● **Your goal**
Below are the records; output them exactly from the first line through the line with "in writing, software", stopping there.

● **Collected data entries**

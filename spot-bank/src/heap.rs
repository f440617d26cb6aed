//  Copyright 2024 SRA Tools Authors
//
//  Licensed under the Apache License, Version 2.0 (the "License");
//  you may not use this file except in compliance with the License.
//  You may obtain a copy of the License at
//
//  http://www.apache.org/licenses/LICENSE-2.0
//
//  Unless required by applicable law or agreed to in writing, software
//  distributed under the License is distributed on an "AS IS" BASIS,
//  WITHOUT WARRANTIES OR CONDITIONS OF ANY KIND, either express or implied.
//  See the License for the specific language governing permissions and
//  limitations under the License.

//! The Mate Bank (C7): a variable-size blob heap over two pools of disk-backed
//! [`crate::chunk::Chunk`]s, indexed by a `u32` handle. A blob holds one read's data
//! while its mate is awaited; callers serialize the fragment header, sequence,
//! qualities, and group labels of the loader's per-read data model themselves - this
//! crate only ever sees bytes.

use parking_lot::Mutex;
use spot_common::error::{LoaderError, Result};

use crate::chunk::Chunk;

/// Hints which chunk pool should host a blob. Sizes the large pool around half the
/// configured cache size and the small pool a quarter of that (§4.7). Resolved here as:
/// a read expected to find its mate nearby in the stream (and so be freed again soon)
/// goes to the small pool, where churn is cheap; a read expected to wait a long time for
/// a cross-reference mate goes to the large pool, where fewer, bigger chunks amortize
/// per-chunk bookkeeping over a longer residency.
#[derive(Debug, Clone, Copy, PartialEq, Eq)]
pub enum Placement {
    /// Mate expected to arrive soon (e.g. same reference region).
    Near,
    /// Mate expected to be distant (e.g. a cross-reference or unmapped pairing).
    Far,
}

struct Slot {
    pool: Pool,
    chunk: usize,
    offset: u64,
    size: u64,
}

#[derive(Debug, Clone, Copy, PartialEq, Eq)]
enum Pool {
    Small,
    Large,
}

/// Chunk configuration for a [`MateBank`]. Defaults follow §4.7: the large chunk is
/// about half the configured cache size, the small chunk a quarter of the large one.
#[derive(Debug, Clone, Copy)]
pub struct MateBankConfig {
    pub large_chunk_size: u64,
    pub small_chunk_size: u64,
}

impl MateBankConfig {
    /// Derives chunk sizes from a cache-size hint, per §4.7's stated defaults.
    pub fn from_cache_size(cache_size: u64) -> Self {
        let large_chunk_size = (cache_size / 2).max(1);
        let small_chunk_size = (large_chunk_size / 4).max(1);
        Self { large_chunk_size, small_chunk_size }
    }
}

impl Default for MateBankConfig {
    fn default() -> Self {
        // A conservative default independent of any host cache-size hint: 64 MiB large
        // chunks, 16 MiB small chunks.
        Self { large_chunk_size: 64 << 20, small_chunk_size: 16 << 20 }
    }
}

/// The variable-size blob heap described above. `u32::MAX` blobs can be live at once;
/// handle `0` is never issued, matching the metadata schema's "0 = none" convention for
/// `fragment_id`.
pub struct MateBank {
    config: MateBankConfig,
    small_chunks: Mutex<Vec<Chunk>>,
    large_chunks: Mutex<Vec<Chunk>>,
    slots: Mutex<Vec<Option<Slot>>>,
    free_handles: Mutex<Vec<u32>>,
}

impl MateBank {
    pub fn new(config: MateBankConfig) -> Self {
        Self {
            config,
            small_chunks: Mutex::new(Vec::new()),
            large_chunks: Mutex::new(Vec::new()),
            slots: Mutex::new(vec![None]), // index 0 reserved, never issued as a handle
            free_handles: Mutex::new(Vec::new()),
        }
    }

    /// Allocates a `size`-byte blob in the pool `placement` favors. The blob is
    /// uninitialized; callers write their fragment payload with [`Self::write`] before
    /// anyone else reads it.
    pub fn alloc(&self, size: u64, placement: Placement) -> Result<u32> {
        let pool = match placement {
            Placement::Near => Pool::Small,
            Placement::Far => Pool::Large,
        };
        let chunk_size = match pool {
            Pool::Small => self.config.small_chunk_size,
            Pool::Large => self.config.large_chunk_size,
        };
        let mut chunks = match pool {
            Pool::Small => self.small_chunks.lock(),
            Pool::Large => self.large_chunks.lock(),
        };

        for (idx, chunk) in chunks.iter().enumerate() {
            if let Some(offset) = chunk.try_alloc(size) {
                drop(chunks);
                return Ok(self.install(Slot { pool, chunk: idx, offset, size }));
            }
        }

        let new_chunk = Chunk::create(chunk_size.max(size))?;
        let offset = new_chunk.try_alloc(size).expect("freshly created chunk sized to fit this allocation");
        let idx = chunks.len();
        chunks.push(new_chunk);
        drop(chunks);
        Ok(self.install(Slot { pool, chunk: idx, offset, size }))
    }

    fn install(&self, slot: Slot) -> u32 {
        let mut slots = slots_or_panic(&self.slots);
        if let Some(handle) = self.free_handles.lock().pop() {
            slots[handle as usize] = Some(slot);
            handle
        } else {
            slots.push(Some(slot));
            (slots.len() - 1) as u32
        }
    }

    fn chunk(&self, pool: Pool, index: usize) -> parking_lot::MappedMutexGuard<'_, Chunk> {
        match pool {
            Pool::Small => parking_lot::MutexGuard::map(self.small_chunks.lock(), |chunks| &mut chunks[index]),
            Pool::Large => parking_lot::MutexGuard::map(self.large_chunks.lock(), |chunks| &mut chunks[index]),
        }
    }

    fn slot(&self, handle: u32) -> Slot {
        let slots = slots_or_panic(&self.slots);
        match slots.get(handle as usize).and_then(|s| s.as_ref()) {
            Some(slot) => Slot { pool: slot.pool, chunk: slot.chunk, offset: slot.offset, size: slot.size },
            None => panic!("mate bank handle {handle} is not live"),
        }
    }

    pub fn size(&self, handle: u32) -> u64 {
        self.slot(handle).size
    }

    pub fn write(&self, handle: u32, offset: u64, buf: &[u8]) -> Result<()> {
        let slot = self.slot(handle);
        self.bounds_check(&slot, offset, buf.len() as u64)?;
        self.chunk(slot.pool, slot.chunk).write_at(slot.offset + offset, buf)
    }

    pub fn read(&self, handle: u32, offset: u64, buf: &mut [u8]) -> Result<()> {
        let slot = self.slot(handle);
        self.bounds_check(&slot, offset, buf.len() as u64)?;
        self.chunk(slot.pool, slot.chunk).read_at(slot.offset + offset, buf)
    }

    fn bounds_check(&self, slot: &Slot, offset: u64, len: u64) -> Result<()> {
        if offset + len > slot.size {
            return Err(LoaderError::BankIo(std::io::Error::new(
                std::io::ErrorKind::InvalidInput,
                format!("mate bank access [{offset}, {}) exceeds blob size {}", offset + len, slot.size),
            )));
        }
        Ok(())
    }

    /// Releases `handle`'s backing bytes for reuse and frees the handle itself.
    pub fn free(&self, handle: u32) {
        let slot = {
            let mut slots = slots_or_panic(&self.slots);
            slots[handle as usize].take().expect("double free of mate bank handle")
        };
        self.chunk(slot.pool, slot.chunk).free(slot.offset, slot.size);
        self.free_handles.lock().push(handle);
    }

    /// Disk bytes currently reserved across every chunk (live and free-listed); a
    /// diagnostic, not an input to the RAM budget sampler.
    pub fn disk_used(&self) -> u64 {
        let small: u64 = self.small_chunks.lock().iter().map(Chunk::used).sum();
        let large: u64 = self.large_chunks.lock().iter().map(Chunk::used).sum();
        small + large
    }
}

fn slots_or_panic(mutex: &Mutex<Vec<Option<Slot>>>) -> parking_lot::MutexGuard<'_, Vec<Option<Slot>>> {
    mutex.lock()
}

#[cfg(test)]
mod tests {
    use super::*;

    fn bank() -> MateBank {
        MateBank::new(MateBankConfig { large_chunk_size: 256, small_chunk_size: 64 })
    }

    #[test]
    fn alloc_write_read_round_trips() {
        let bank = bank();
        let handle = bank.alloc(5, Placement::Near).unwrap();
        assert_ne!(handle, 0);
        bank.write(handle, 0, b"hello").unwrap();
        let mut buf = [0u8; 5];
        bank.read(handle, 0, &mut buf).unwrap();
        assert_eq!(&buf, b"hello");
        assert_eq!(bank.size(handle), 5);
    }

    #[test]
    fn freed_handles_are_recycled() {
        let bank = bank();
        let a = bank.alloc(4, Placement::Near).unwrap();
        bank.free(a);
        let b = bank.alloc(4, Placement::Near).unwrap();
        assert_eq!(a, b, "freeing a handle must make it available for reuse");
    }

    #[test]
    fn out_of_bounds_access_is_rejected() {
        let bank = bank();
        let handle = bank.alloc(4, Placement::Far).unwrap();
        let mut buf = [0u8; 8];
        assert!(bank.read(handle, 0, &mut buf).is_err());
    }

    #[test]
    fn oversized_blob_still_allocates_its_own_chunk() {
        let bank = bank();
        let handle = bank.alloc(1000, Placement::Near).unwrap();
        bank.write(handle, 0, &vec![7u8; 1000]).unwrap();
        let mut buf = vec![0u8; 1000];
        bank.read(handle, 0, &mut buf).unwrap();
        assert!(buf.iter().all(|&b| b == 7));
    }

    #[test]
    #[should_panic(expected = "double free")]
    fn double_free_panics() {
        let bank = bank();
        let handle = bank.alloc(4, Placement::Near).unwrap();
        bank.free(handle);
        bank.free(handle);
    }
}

● **Response to the task**
filename spot-bank/src/heap.rs
repository f440617d26cb6aed
//  Copyright 2024 SRA Tools Authors
//
//  Licensed under the Apache License, Version 2.0 (the "License");
//  you may not use this file except in compliance with the License.
//  You may obtain a copy of the License at
//
//  http://www.apache.org/licenses/LICENSE-2.0
//
//  Unless required by applicable law or agreed to in writing, software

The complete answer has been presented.